Ministro da CGU defende MP que suspende prazo da Lei de Acesso à Informação

Michel Jesus/Câmara dos Deputados
Seminário - Tema: Acordos de Leniência. Ministro da CGU, Wagner Rosário
Wagner Rosário: o governo continua comprometido com a transparência total dos dados

O ministro da Controladoria-Geral da União (CGU), Wagner Rosário, afirmou que a suspensão do prazo de resposta a pedidos relacionados à Lei de Acesso à Informação é necessária neste período de pandemia do coronavírus (Covid-19). A Medida Provisória 928/20, publicada pelo governo na noite de segunda-feira (23), suspende o prazo de 20 dias que os órgãos públicos têm para responder questões com base na lei.

Wagner Rosário ressaltou que a suspensão é restrita a dois casos e deverá vigorar até o fim do ano. Um dos casos é quando a questão é dirigida a um órgão ou serviço diretamente relacionado ao combate do coronavírus, como o Ministério da Saúde. A ideia é evitar sobrecarga de trabalho.

O outro caso é quando o servidor responsável pela informação estiver em regime de teletrabalho e a informação necessária demandar presença física no órgão.

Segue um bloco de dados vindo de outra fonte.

//! # Background Tasks
//!
//! Bounded queue plus worker loop for the work that must not gate a
//! request: notifications, ledger mirroring, and invoice sync. Failure
//! policy is log-and-drop; a receipt that cannot be delivered never rolls
//! back the order that triggered it, and a full queue sheds the task
//! instead of blocking the request path.

use crate::ledger::{catalog_rows, order_row, ORDERS_TAB, PRODUCTS_TAB};
use crate::notify::{admin_message, receipt_message};
use crate::state::AppState;
use store_core::{Order, StoreError, StoreResult};
use tokio::sync::mpsc;
use tracing::{debug, error, info, warn};

/// Work items the request path hands off
#[derive(Debug, Clone, PartialEq, Eq)]
pub enum Task {
    NotifyCustomerReceipt { order_id: String },
    NotifyAdminNewOrder { order_id: String },
    MirrorOrderRow { order_id: String },
    MirrorCatalog,
    SyncInvoice { order_id: String },
}

impl Task {
    fn kind(&self) -> &'static str {
        match self {
            Task::NotifyCustomerReceipt { .. } => "notify_customer_receipt",
            Task::NotifyAdminNewOrder { .. } => "notify_admin_new_order",
            Task::MirrorOrderRow { .. } => "mirror_order_row",
            Task::MirrorCatalog => "mirror_catalog",
            Task::SyncInvoice { .. } => "sync_invoice",
        }
    }
}

/// Submit side of the queue; cheap to clone into handlers
#[derive(Clone)]
pub struct TaskQueue {
    tx: mpsc::Sender<Task>,
}

impl TaskQueue {
    pub fn new(capacity: usize) -> (Self, mpsc::Receiver<Task>) {
        let (tx, rx) = mpsc::channel(capacity);
        (Self { tx }, rx)
    }

    /// Enqueue without blocking; a full or closed queue drops the task
    /// with a warning
    pub fn submit(&self, task: Task) {
        let kind = task.kind();
        if let Err(err) = self.tx.try_send(task) {
            warn!(task = kind, error = %err, "Background queue rejected task");
        }
    }
}

/// Worker loop: drain the queue until every sender is gone. One failed
/// task is logged and the loop moves on.
pub async fn run_worker(mut rx: mpsc::Receiver<Task>, state: AppState) {
    info!("Background worker started");
    while let Some(task) = rx.recv().await {
        let kind = task.kind();
        if let Err(err) = handle(&state, task).await {
            error!(task = kind, error = %err, "Background task failed");
        }
    }
    info!("Background worker stopped");
}

async fn handle(state: &AppState, task: Task) -> StoreResult<()> {
    match task {
        Task::NotifyCustomerReceipt { order_id } => {
            let order = load_order(state, &order_id).await?;
            state.notifier.send(&receipt_message(&order)).await
        }
        Task::NotifyAdminNewOrder { order_id } => {
            let Some(admin_email) = state.config.admin_email.as_deref() else {
                debug!(order_id, "No admin email configured, skipping alert");
                return Ok(());
            };
            let order = load_order(state, &order_id).await?;
            state.notifier.send(&admin_message(&order, admin_email)).await
        }
        Task::MirrorOrderRow { order_id } => {
            let order = load_order(state, &order_id).await?;
            state.ledger.append_row(ORDERS_TAB, &order_row(&order)).await
        }
        Task::MirrorCatalog => {
            let items = state.catalog.all().await?;
            state
                .ledger
                .replace_sheet(PRODUCTS_TAB, &catalog_rows(&items))
                .await
        }
        Task::SyncInvoice { order_id } => {
            let Some(engine) = state.invoices.clone() else {
                debug!(order_id, "Accounting integration is off, skipping sync");
                return Ok(());
            };
            let order = load_order(state, &order_id).await?;
            let outcome = engine.upsert_invoice(&order, None).await?;
            state.orders.set_invoice_id(&order_id, &outcome.invoice_id).await?;
            info!(
                order_id,
                invoice_id = %outcome.invoice_id,
                reused = outcome.reused,
                "Invoice synced"
            );
            Ok(())
        }
    }
}

async fn load_order(state: &AppState, order_id: &str) -> StoreResult<Order> {
    state
        .orders
        .get(order_id)
        .await?
        .ok_or_else(|| StoreError::NotFound {
            what: format!("order {}", order_id),
        })
}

Para o ministro da CGU, em vários casos a medida nem será necessária, mas oferece segurança ao servidor ou agente público envolvido. “São situações justificáveis, emergenciais, que vão atrasar um pouco algumas respostas, mas que têm toda uma justificativa. O governo continua comprometido com a transparência total dos dados. Ao término dessa situação, tudo será colocado em dia; mas tenho certeza que a maioria das respostas, mesmo no período de emergência, serão realizadas dentro do prazo”, declarou.

Críticas à MP
Por acreditar que a maioria dos documentos e informações estão disponíveis em meio digital, o deputado Orlando Silva (PCdoB-SP) criticou a amplitude da medida, quando a justificativa poderia ser feita caso a caso.

“O acesso à informação por parte da imprensa e de entidades especializadas é absolutamente fundamental para que o governo possa ser ajudado, possa ser criticado e possa ter sugestões de modo a aperfeiçoar a gestão. Eu considero um erro esse tipo de suspensão da Lei de Acesso à Informação, porque isso dificulta a transparência, não é uma coisa boa, não é um bom sinal que o governo emite para o País”, disse o deputado.

Prioridade de resposta
A MP determina que a prioridade de resposta será sobre os assuntos relacionados a medidas de enfrentamento ao novo coronavírus. A medida provisória suspende ainda o atendimento presencial relacionado a pedidos de acesso à informação nos órgãos públicos, e estabelece que as solicitações deverão ser feitas exclusivamente pelo canal disponibilizado na internet.

As medidas provisórias têm força de lei desde o dia em que são publicadas, mas precisam ter o texto confirmado pela Câmara e o Senado.